## WHAT IS EXPECTED
Among the entries below, find the lines with "loading" and copy them.

Stored data entries
◆ ◆ ◆
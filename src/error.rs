//! Unified error handling for the gallwatch crate
//!
//! This module provides a unified error type that consolidates the
//! domain-specific errors into a single `Error` enum, while keeping the
//! domain errors available when a caller needs the detail.
//!
//! # Architecture
//!
//! - [`Classify`] - Common interface implemented by all error types
//! - [`ErrorCategory`] - Classification of errors for handling strategies
//! - [`Error`] - Unified error enum wrapping all domain-specific errors
//!
//! The crawl loop uses [`Classify::is_recoverable`] to decide whether a failed
//! listing page or post is skipped or whether the whole run stops.

use std::io;
use thiserror::Error;

pub use crate::utils::error::{DateParseError, ExtractionError, NavigationError, SinkError};

/// Common trait for all gallwatch error types
pub trait Classify: std::error::Error {
    /// Whether the failing unit of work can be skipped while the run continues
    fn is_recoverable(&self) -> bool;

    /// Get the error category for handling strategies
    fn category(&self) -> ErrorCategory;
}

/// Classification of errors for handling strategies
#[derive(Debug, Clone, Copy, PartialEq, Eq, Hash)]
pub enum ErrorCategory {
    /// Page loading errors (HTTP, timeout, request filter)
    Navigation,
    /// Schema evaluation and date parsing errors
    Extraction,
    /// Result persistence errors
    Storage,
    /// Configuration and validation errors
    Config,
    /// The run was cancelled
    Cancelled,
    /// Other/unknown errors
    Other,
}

impl ErrorCategory {
    pub fn as_str(&self) -> &'static str {
        match self {
            Self::Navigation => "navigation",
            Self::Extraction => "extraction",
            Self::Storage => "storage",
            Self::Config => "config",
            Self::Cancelled => "cancelled",
            Self::Other => "other",
        }
    }
}

impl std::fmt::Display for ErrorCategory {
    fn fmt(&self, f: &mut std::fmt::Formatter<'_>) -> std::fmt::Result {
        f.write_str(self.as_str())
    }
}

/// Unified error type for the gallwatch crate
#[derive(Error, Debug)]
pub enum Error {
    /// Page loading errors
    #[error("Navigation error: {0}")]
    Navigation(#[from] NavigationError),

    /// Schema evaluation errors
    #[error("Extraction error: {0}")]
    Extraction(#[from] ExtractionError),

    /// Date parsing errors
    #[error("Date error: {0}")]
    Date(#[from] DateParseError),

    /// Persistence errors
    #[error("Sink error: {0}")]
    Sink(#[from] SinkError),

    /// I/O errors
    #[error("I/O error: {0}")]
    Io(#[from] io::Error),

    /// Configuration errors
    #[error("Config error: {0}")]
    Config(String),

    /// Generic error with context
    #[error("{context}")]
    Other {
        context: String,
        #[source]
        source: Option<Box<dyn std::error::Error + Send + Sync>>,
    },
}

impl Classify for NavigationError {
    fn is_recoverable(&self) -> bool {
        !matches!(self, Self::Cancelled | Self::SessionClosed)
    }

    fn category(&self) -> ErrorCategory {
        match self {
            Self::Cancelled => ErrorCategory::Cancelled,
            _ => ErrorCategory::Navigation,
        }
    }
}

impl Classify for ExtractionError {
    fn is_recoverable(&self) -> bool {
        matches!(self, Self::NoDocument)
    }

    fn category(&self) -> ErrorCategory {
        match self {
            Self::NoDocument => ErrorCategory::Extraction,
            Self::InvalidSelector { .. } => ErrorCategory::Config,
        }
    }
}

impl Classify for Error {
    fn is_recoverable(&self) -> bool {
        match self {
            Self::Navigation(e) => e.is_recoverable(),
            Self::Extraction(e) => e.is_recoverable(),
            Self::Date(_) => true,
            Self::Sink(_) => false,
            Self::Io(_) => false,
            Self::Config(_) => false,
            Self::Other { .. } => false,
        }
    }

    fn category(&self) -> ErrorCategory {
        match self {
            Self::Navigation(e) => e.category(),
            Self::Extraction(e) => e.category(),
            Self::Date(_) => ErrorCategory::Extraction,
            Self::Sink(_) | Self::Io(_) => ErrorCategory::Storage,
            Self::Config(_) => ErrorCategory::Config,
            Self::Other { .. } => ErrorCategory::Other,
        }
    }
}

impl Error {
    /// Create a configuration error
    pub fn config(msg: impl Into<String>) -> Self {
        Self::Config(msg.into())
    }

    /// Create a generic error with context
    pub fn other(context: impl Into<String>) -> Self {
        Self::Other {
            context: context.into(),
            source: None,
        }
    }

    /// Whether this error came from the cancel token
    pub fn is_cancelled(&self) -> bool {
        self.category() == ErrorCategory::Cancelled
    }
}

/// Result type alias using the unified Error type
pub type Result<T> = std::result::Result<T, Error>;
◆ ◆ ◆
## FINISHED EXERCISE
    /// Page loading errors (HTTP, timeout, request filter)
    /// Page loading errors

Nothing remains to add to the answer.